Hace pocos días, el imperio Hearst ha sorprendido a todos al anunciar una inversión de 15 millones de dólares en una colosal imprenta en Nueva York para sus periódicos. En el Financial Times se ha escrito que son los únicos dueños de medios de comunicación en el mundo que han invertido, en los últimos tiempos, en una máquina para tinta y papel. Uno de los biznietos de Hearst ha declarado que la impresión de papel está aquí para quedarse al menos hasta el resto de nuestros días, gracias a las enormes posibilidades que ofrecen las tecnologías digitales. Un editor californiano ha suscrito esta tesis, afirmando que su modelo se basa en “ofrecer a sus suscriptores más valor, gracias a una sala de redacción más robusta en un papel físico más robusto. Tan simple como eso”. Además, en la revista Fast Company se ha publicado su último ranking de las 50 empresas más innovadoras del mundo, en el que destacan fabricantes y distribuidores de zapatillas deportivas, muebles, ropa y libros. En un editorial ironizaban con la ausencia en su listado de compañías como Facebook o Twitter.
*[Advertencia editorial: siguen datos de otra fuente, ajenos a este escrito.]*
//! 调仓引擎：刷新价格、计算偏离、生成并执行有界的纠偏交易。

use std::collections::HashMap;
use std::fmt::{Display, Formatter};
use std::sync::atomic::{AtomicBool, Ordering};
use std::sync::Arc;

use anyhow::Result;
use dashmap::DashMap;
use serde::{Deserialize, Serialize};
use tracing::{error, info, warn};

use crate::exchange::order_executor::{OrderExecutor, EXECUTOR_TIMEOUT};
use crate::exchange::price_oracle::{refresh_asset_prices, PriceOracle};
use crate::portfolio::model::{
    Asset, Deviation, ExecutionStatus, LastResult, Side, TradeAction, TradeLogEntry, TradingMode,
};
use crate::portfolio::store::{GroupLocks, Store};

/// 一次调仓被跳过的原因，跳过不是错误
#[derive(Debug, Clone, Copy, PartialEq, Eq, Serialize, Deserialize)]
#[serde(rename_all = "camelCase")]
pub enum SkipReason {
    GroupNotFound,
    StrategyDisabled,
    NonPositiveTotal,
    RunInProgress,
}

impl Display for SkipReason {
    fn fmt(&self, f: &mut Formatter<'_>) -> std::fmt::Result {
        match self {
            SkipReason::GroupNotFound => write!(f, "资产组不存在"),
            SkipReason::StrategyDisabled => write!(f, "策略未启用"),
            SkipReason::NonPositiveTotal => write!(f, "组合总市值为零"),
            SkipReason::RunInProgress => write!(f, "上一次调仓仍在执行"),
        }
    }
}

/// `run_once` 的结果：完成（含本次执行详情）或跳过
#[derive(Debug, Clone, Serialize, Deserialize)]
#[serde(rename_all = "camelCase", tag = "outcome")]
pub enum RunOutcome {
    Completed(LastResult),
    Skipped { reason: SkipReason },
}

/// 计划中的一笔纠偏交易（尚未执行）
#[derive(Debug, Clone, PartialEq)]
pub struct PlannedTrade {
    pub symbol: String,
    pub side: Side,
    pub quantity: f64,
    pub value_usdt: f64,
}

/// 每类符号的数量精度：BTC 前缀 5 位小数，其余 3 位
fn quantity_precision(symbol: &str) -> i32 {
    if symbol.starts_with("BTC") {
        5
    } else {
        3
    }
}

/// 向零截断到符号精度。只舍不入，保证不超出按 USDT 计的预算。
pub fn truncate_quantity(raw: f64, symbol: &str) -> f64 {
    let scale = 10f64.powi(quantity_precision(symbol));
    (raw * scale).floor() / scale
}

/// 计算每个可交易资产相对基准权重的偏离。
/// 不在基准权重表中的符号目标权重按 0 处理（基准捕获后新增的
/// 资产在重新启用策略前没有目标份额，会被逐步卖出）。
pub fn compute_deviations(
    assets: &[Asset],
    total: f64,
    baseline_weights: &HashMap<String, f64>,
) -> Vec<Deviation> {
    assets
        .iter()
        .filter(|a| a.is_tradable())
        .map(|a| {
            let current_value = a.market_value();
            let current_weight = current_value / total;
            let target_weight = baseline_weights.get(&a.symbol).copied().unwrap_or(0.0);
            let target_value = total * target_weight;
            Deviation {
                symbol: a.symbol.clone(),
                current_value,
                target_value,
                deviation_amount: target_value - current_value,
                deviation_percent: (current_weight - target_weight) * 100.0,
            }
        })
        .collect()
}

/// 把偏离转换为有界的交易计划：
/// 偏离金额低于 min_trade 的不动，高于 max_trade 的截断到上限，
/// 数量向零截断后为 0 的不下单。
pub fn plan_trades(
    assets: &[Asset],
    deviations: &[Deviation],
    min_trade_usdt: f64,
    max_trade_usdt: f64,
) -> Vec<PlannedTrade> {
    let price_by_symbol: HashMap<&str, f64> = assets
        .iter()
        .filter(|a| a.is_tradable())
        .map(|a| (a.symbol.as_str(), a.price))
        .collect();

    deviations
        .iter()
        .filter_map(|d| {
            let amount = d.deviation_amount.abs();
            if amount < min_trade_usdt {
                return None;
            }
            let price = price_by_symbol.get(d.symbol.as_str()).copied()?;
            if price <= 0.0 {
                return None;
            }
            let capped_value = amount.min(max_trade_usdt);
            let quantity = truncate_quantity(capped_value / price, &d.symbol);
            if quantity <= 0.0 {
                return None;
            }
            let side = if d.deviation_amount > 0.0 {
                Side::Buy
            } else {
                Side::Sell
            };
            Some(PlannedTrade {
                symbol: d.symbol.clone(),
                side,
                quantity,
                // 用截断后的数量回算，保证不超过上限
                value_usdt: quantity * price,
            })
        })
        .collect()
}

/// 单飞许可：持有期间同组的新触发会被跳过，drop 时自动释放
struct RunPermit {
    flag: Arc<AtomicBool>,
}

impl Drop for RunPermit {
    fn drop(&mut self) {
        self.flag.store(false, Ordering::SeqCst);
    }
}

/// 调仓引擎
pub struct RebalanceEngine {
    store: Arc<dyn Store>,
    oracle: Arc<dyn PriceOracle>,
    executor: Arc<dyn OrderExecutor>,
    trading_mode: TradingMode,
    locks: Arc<GroupLocks>,
    run_guards: DashMap<String, Arc<AtomicBool>>,
}

impl RebalanceEngine {
    pub fn new(
        store: Arc<dyn Store>,
        oracle: Arc<dyn PriceOracle>,
        executor: Arc<dyn OrderExecutor>,
        trading_mode: TradingMode,
        locks: Arc<GroupLocks>,
    ) -> Self {
        Self {
            store,
            oracle,
            executor,
            trading_mode,
            locks,
            run_guards: DashMap::new(),
        }
    }

    pub fn trading_mode(&self) -> TradingMode {
        self.trading_mode
    }

    /// 申请该组的单飞许可；已有调仓在执行时返回 None
    fn claim_run(&self, group_id: &str) -> Option<RunPermit> {
        let flag = self
            .run_guards
            .entry(group_id.to_string())
            .or_insert_with(|| Arc::new(AtomicBool::new(false)))
            .clone();
        if flag
            .compare_exchange(false, true, Ordering::SeqCst, Ordering::SeqCst)
            .is_ok()
        {
            Some(RunPermit { flag })
        } else {
            None
        }
    }

    /// 执行一次调仓。
    ///
    /// 组不存在、策略未启用、总市值为零、同组已有调仓在执行时跳过；
    /// 跳过不覆盖上一次的 `last_result`。持久化失败作为运行级错误上抛。
    pub async fn run_once(&self, group_id: &str) -> Result<RunOutcome> {
        let _permit = match self.claim_run(group_id) {
            Some(p) => p,
            None => {
                warn!("组 {} 上一次调仓仍在执行，本次触发跳过", group_id);
                return Ok(RunOutcome::Skipped {
                    reason: SkipReason::RunInProgress,
                });
            }
        };
        // 读-改-写全程持有组锁
        let _guard = self.locks.lock(group_id).await;

        let mut group = match self.store.get_group(group_id).await? {
            Some(g) => g,
            None => {
                return Ok(RunOutcome::Skipped {
                    reason: SkipReason::GroupNotFound,
                })
            }
        };
        let strategy = match &group.strategy {
            Some(s) if s.enabled => s.clone(),
            _ => {
                return Ok(RunOutcome::Skipped {
                    reason: SkipReason::StrategyDisabled,
                })
            }
        };

        refresh_asset_prices(&*self.oracle, &mut group.assets).await;

        let total = group.total_value();
        if total <= 0.0 {
            return Ok(RunOutcome::Skipped {
                reason: SkipReason::NonPositiveTotal,
            });
        }

        let deviations = compute_deviations(&group.assets, total, &strategy.baseline_weights);
        let planned = plan_trades(
            &group.assets,
            &deviations,
            strategy.min_trade_usdt,
            strategy.max_trade_usdt,
        );
        info!(
            "组 {} 调仓: 总市值 {:.2}, {} 个偏离, {} 笔计划交易, 模式 {}",
            group_id,
            total,
            deviations.len(),
            planned.len(),
            self.trading_mode
        );

        let mut actions = Vec::with_capacity(planned.len());
        for trade in planned {
            let action = self.execute_trade(&mut group.assets, trade).await;
            actions.push(action);
        }

        let timestamp = chrono::Utc::now().timestamp_millis();
        let result = LastResult {
            timestamp,
            total_before: total,
            actions: actions.clone(),
            deviations,
            trading_mode: self.trading_mode,
        };
        if let Some(strategy) = group.strategy.as_mut() {
            strategy.last_result = Some(result.clone());
        }
        self.store.save_group(&group).await?;

        let entries: Vec<TradeLogEntry> = actions
            .iter()
            .map(|a| TradeLogEntry::from_action(group_id, a, timestamp))
            .collect();
        self.store.append_trade_logs(&entries).await?;

        Ok(RunOutcome::Completed(result))
    }

    /// 执行一笔计划交易。
    ///
    /// 模拟模式直接调整记录数量；实盘模式只有在订单被接受且成交后
    /// 才调整数量——被拒绝或异常的订单绝不触碰存储的持仓。
    async fn execute_trade(&self, assets: &mut [Asset], trade: PlannedTrade) -> TradeAction {
        let (status, detail) = match self.trading_mode {
            TradingMode::Simulated => {
                apply_quantity(assets, &trade);
                (ExecutionStatus::Simulated, "模拟成交".to_string())
            }
            TradingMode::Real => {
                let placed = tokio::time::timeout(
                    EXECUTOR_TIMEOUT,
                    self.executor
                        .place_market_order(&trade.symbol, trade.side, trade.quantity),
                )
                .await;
                match placed {
                    Ok(Ok(outcome)) if outcome.is_success() => {
                        apply_quantity(assets, &trade);
                        (ExecutionStatus::Success, "实盘成交".to_string())
                    }
                    Ok(Ok(outcome)) => {
                        let detail = format!(
                            "下单被拒绝: {} {}",
                            outcome.error_code.unwrap_or_default(),
                            outcome.error_message.unwrap_or_default()
                        );
                        error!("{} {}", trade.symbol, detail);
                        (ExecutionStatus::Failed, detail)
                    }
                    Ok(Err(e)) => {
                        let detail = format!("下单异常: {}", e);
                        error!("{} {}", trade.symbol, detail);
                        (ExecutionStatus::Error, detail)
                    }
                    Err(_) => {
                        let detail = format!("下单超时 ({}s)", EXECUTOR_TIMEOUT.as_secs());
                        error!("{} {}", trade.symbol, detail);
                        (ExecutionStatus::Error, detail)
                    }
                }
            }
        };

        TradeAction {
            symbol: trade.symbol,
            side: trade.side,
            quantity: trade.quantity,
            value_usdt: trade.value_usdt,
            status,
            detail: Some(detail),
        }
    }
}

/// 按成交方向调整持仓数量
fn apply_quantity(assets: &mut [Asset], trade: &PlannedTrade) {
    if let Some(asset) = assets.iter_mut().find(|a| a.symbol == trade.symbol) {
        match trade.side {
            Side::Buy => asset.quantity += trade.quantity,
            Side::Sell => asset.quantity -= trade.quantity,
        }
        asset.updated_at = Some(chrono::Utc::now().timestamp_millis());
    }
}

#[cfg(test)]
mod tests {
    use super::*;

    fn asset(symbol: &str, quantity: f64, price: f64) -> Asset {
        Asset::new(symbol, symbol, quantity, price)
    }

    #[test]
    fn test_truncate_quantity_by_symbol_class() {
        // BTC 前缀 5 位小数，只舍不入
        assert_eq!(truncate_quantity(0.123456789, "BTCUSDT"), 0.12345);
        // 其他 3 位
        assert_eq!(truncate_quantity(1.2349, "ETHUSDT"), 1.234);
        assert_eq!(truncate_quantity(0.0004, "ETHUSDT"), 0.0);
    }

    #[test]
    fn test_compute_deviations_scenario_60_40() {
        // 基准 BTC 60% / ETH 40%，价格变动后 BTC 占 72%
        let assets = vec![asset("BTCUSDT", 1.0, 720.0), asset("ETHUSDT", 1.0, 280.0)];
        let weights = HashMap::from([
            ("BTCUSDT".to_string(), 0.6),
            ("ETHUSDT".to_string(), 0.4),
        ]);
        let deviations = compute_deviations(&assets, 1000.0, &weights);

        let btc = deviations.iter().find(|d| d.symbol == "BTCUSDT").unwrap();
        assert!((btc.deviation_amount - (-120.0)).abs() < 1e-9);
        assert!((btc.deviation_percent - 12.0).abs() < 1e-9);

        let eth = deviations.iter().find(|d| d.symbol == "ETHUSDT").unwrap();
        assert!((eth.deviation_amount - 120.0).abs() < 1e-9);
        assert!((eth.deviation_percent - (-12.0)).abs() < 1e-9);
    }

    #[test]
    fn test_missing_baseline_symbol_targets_zero() {
        // 基准捕获后新增的资产目标权重按 0 处理，会被卖出
        let assets = vec![asset("SOLUSDT", 10.0, 100.0)];
        let deviations = compute_deviations(&assets, 2000.0, &HashMap::new());
        assert_eq!(deviations[0].target_value, 0.0);
        assert_eq!(deviations[0].deviation_amount, -1000.0);
    }

    #[test]
    fn test_plan_trades_respects_min_and_max() {
        let assets = vec![asset("BTCUSDT", 1.0, 720.0), asset("ETHUSDT", 1.0, 280.0)];
        let weights = HashMap::from([
            ("BTCUSDT".to_string(), 0.6),
            ("ETHUSDT".to_string(), 0.4),
        ]);
        let deviations = compute_deviations(&assets, 1000.0, &weights);

        // 偏离 120，低于 min=150 时不出交易
        assert!(plan_trades(&assets, &deviations, 150.0, 1000.0).is_empty());

        // max=50 时截断到上限
        let trades = plan_trades(&assets, &deviations, 50.0, 50.0);
        assert_eq!(trades.len(), 2);
        for t in &trades {
            assert!(t.value_usdt <= 50.0 + 1e-9);
        }

        // 正常范围：SELL BTC / BUY ETH 各约 120
        let trades = plan_trades(&assets, &deviations, 50.0, 1000.0);
        let btc = trades.iter().find(|t| t.symbol == "BTCUSDT").unwrap();
        assert_eq!(btc.side, Side::Sell);
        assert!(btc.value_usdt <= 120.0 + 1e-9);
        assert!(btc.value_usdt > 120.0 - 720.0 / 1e5 - 1e-9);
        let eth = trades.iter().find(|t| t.symbol == "ETHUSDT").unwrap();
        assert_eq!(eth.side, Side::Buy);
    }

    #[test]
    fn test_plan_trades_drops_zero_quantity() {
        // 偏离超过 min 但价格太高，截断后数量为 0
        let assets = vec![asset("ETHUSDT", 0.0, 1_000_000.0)];
        let deviations = vec![Deviation {
            symbol: "ETHUSDT".to_string(),
            current_value: 0.0,
            target_value: 200.0,
            deviation_amount: 200.0,
            deviation_percent: -20.0,
        }];
        assert!(plan_trades(&assets, &deviations, 100.0, 1000.0).is_empty());
    }
}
Noticias tan imprevistas como chocantes. Algo extraño debe estar pasando, para que libros y periódicos de papel, sillas de madera, zapatos de piel y vestidos de tela vuelvan a ser negocios innovadores y rentables. Tal vez sea este un rosebud de nuestro tiempo. El recuerdo de una felicidad olvidada, el rescoldo de una antigua pasión, la reivindicación de la inocencia o una vieja sensación recuperada. O, por el contrario y con suerte, tal vez este sea el guiño pícaro y vindicativo de una vieja complicidad tan discreta como conveniente. Es posible que estemos ante un nuevo enigma tan extraordinario como inopinado, tan sorprendente como oportuno. Este es el misterio que aún encierra la belleza y el poder de una simple palabra. Rosebud.